→ WHAT THE TASK ASKS
What this exercise requires is a verbatim reproduction of the data below.

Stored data
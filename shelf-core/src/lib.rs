//! Shelf core library: domain types, configuration persistence, errors.
//!
//! - [`types`]: newtypes and the scan / plan / result structs
//! - [`config`]: [`SyncConfig`] load / save / validate
//! - [`paths`]: `~/.shelf/` layout
//! - [`error`]: [`ConfigError`]

pub mod config;
pub mod error;
pub mod paths;
pub mod types;

pub use config::{RetryConfig, SyncConfig};
pub use error::ConfigError;
pub use types::{
    CacheEntry, CacheMap, FailedFile, FailureKind, FileRecord, Fingerprint, PlanEntry, RepoPath,
    ScanWarning, ScanWarningKind, SyncPlan, SyncResult, SyncedFile, UploadAction,
};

→ WRITTEN SOLUTION
filename shelf-core/src/lib.rs
//! Shelf core library: domain types, configuration persistence, errors.
//!
//! - [`types`]: newtypes and the scan / plan / result structs
//! - [`config`]: [`SyncConfig`] load / save / validate
//! - [`paths`]: `~/.shelf/` layout
//! - [`error`]: [`ConfigError`]

pub mod config;
pub mod error;
pub mod paths;
pub mod types;

pub use config::{RetryConfig, SyncConfig};
pub use error::ConfigError;
pub use types::{
    CacheEntry, CacheMap, FailedFile, FailureKind, FileRecord, Fingerprint, PlanEntry, RepoPath,
    ScanWarning, ScanWarningKind, SyncPlan, SyncResult, SyncedFile, UploadAction,
};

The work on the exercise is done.